The conical profile of the exit section of the other roll reduces the reduction of the workpiece at the exit from the deformation zone, which the metal experiences as a result of elastic expansion at the exit from the overcrush section, and reduces the number of deformation cycles with low compression. The use of cylindrical sections on both rolls is unacceptable, since a slight reduction due to the elastic expansion of the metal and a large number of cycles of sign-dimensional deformation with a small reduction leads to the destruction of the workpiece in the center.

The use of conical exit sections does not allow to obtain even samples with a smooth, surface. When deforming solid blanks in the deformation zone formed by the proposed technological tool, the structure of the solid metal is worked out more evenly throughout the section.

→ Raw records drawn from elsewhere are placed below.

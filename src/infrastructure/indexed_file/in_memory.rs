//! In-memory indexed file repository

use std::collections::BTreeMap;

use async_trait::async_trait;
use tokio::sync::RwLock;

use crate::domain::indexed_file::{FileId, IndexedFile, IndexedFileRepository};
use crate::domain::DomainError;

#[derive(Debug, Default)]
struct State {
    next_id: FileId,
    files: BTreeMap<FileId, IndexedFile>,
}

/// In-memory file repository; ids start at 1
#[derive(Debug, Default)]
pub struct InMemoryIndexedFileRepository {
    state: RwLock<State>,
}

impl InMemoryIndexedFileRepository {
    pub fn new() -> Self {
        Self::default()
    }
}

#[async_trait]
impl IndexedFileRepository for InMemoryIndexedFileRepository {
    async fn get(&self, id: FileId) -> Result<Option<IndexedFile>, DomainError> {
        Ok(self.state.read().await.files.get(&id).cloned())
    }

    async fn create(&self, file: IndexedFile) -> Result<IndexedFile, DomainError> {
        let mut state = self.state.write().await;

        state.next_id += 1;
        let mut file = file;
        file.id = state.next_id;
        state.files.insert(file.id, file.clone());

        Ok(file)
    }

    async fn update(&self, file: IndexedFile) -> Result<IndexedFile, DomainError> {
        let mut state = self.state.write().await;

        match state.files.get_mut(&file.id) {
            Some(existing) => {
                *existing = file.clone();
                Ok(file)
            }
            None => Err(DomainError::not_found(format!(
                "File '{}' not found",
                file.id
            ))),
        }
    }

    async fn list(&self) -> Result<Vec<IndexedFile>, DomainError> {
        let state = self.state.read().await;

        let mut files: Vec<IndexedFile> = state.files.values().cloned().collect();
        files.sort_by(|a, b| b.uploaded_at.cmp(&a.uploaded_at).then(b.id.cmp(&a.id)));

        Ok(files)
    }
}
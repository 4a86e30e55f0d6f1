//! Models command - lists models installed on the backend

use anyhow::bail;

/// Print the installed models, failing when the backend is unreachable
pub async fn run() -> anyhow::Result<()> {
    let config = super::bootstrap();
    let service = super::build_rag_service(&config)?;

    if !service.health_check().await {
        bail!("Backend at {} is not reachable", config.ollama.base_url);
    }

    for model in service.list_models().await? {
        match model.size {
            Some(size) => println!("{:<32} {:>8.1} MB", model.name, size as f64 / 1_048_576.0),
            None => println!("{}", model.name),
        }
    }

    Ok(())
}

Using rolls with different calibrations in conjunction with guide discs that form a non-axisymmetric deformation zone, allows deforming the metal without destruction with elevated reduction mi per pass, which allows for a more efficient working out of the metal structure and increasing the productivity of rolling equipment.

The economic effect from the application of the proposed technological tool in comparison with the known is 33 thousand rubles. in year.

Claims (3)

1. Danilov F.A. et al. Hot rolling and pressing of pipes, Moscow, Metallurgists, 1972, p. 235-251. 2. USSR author's certificate number 556854, cl. B 21 B 27/02, 1975. 3. USSR author's certificate №, cl. B 21 B 19/02, 1977.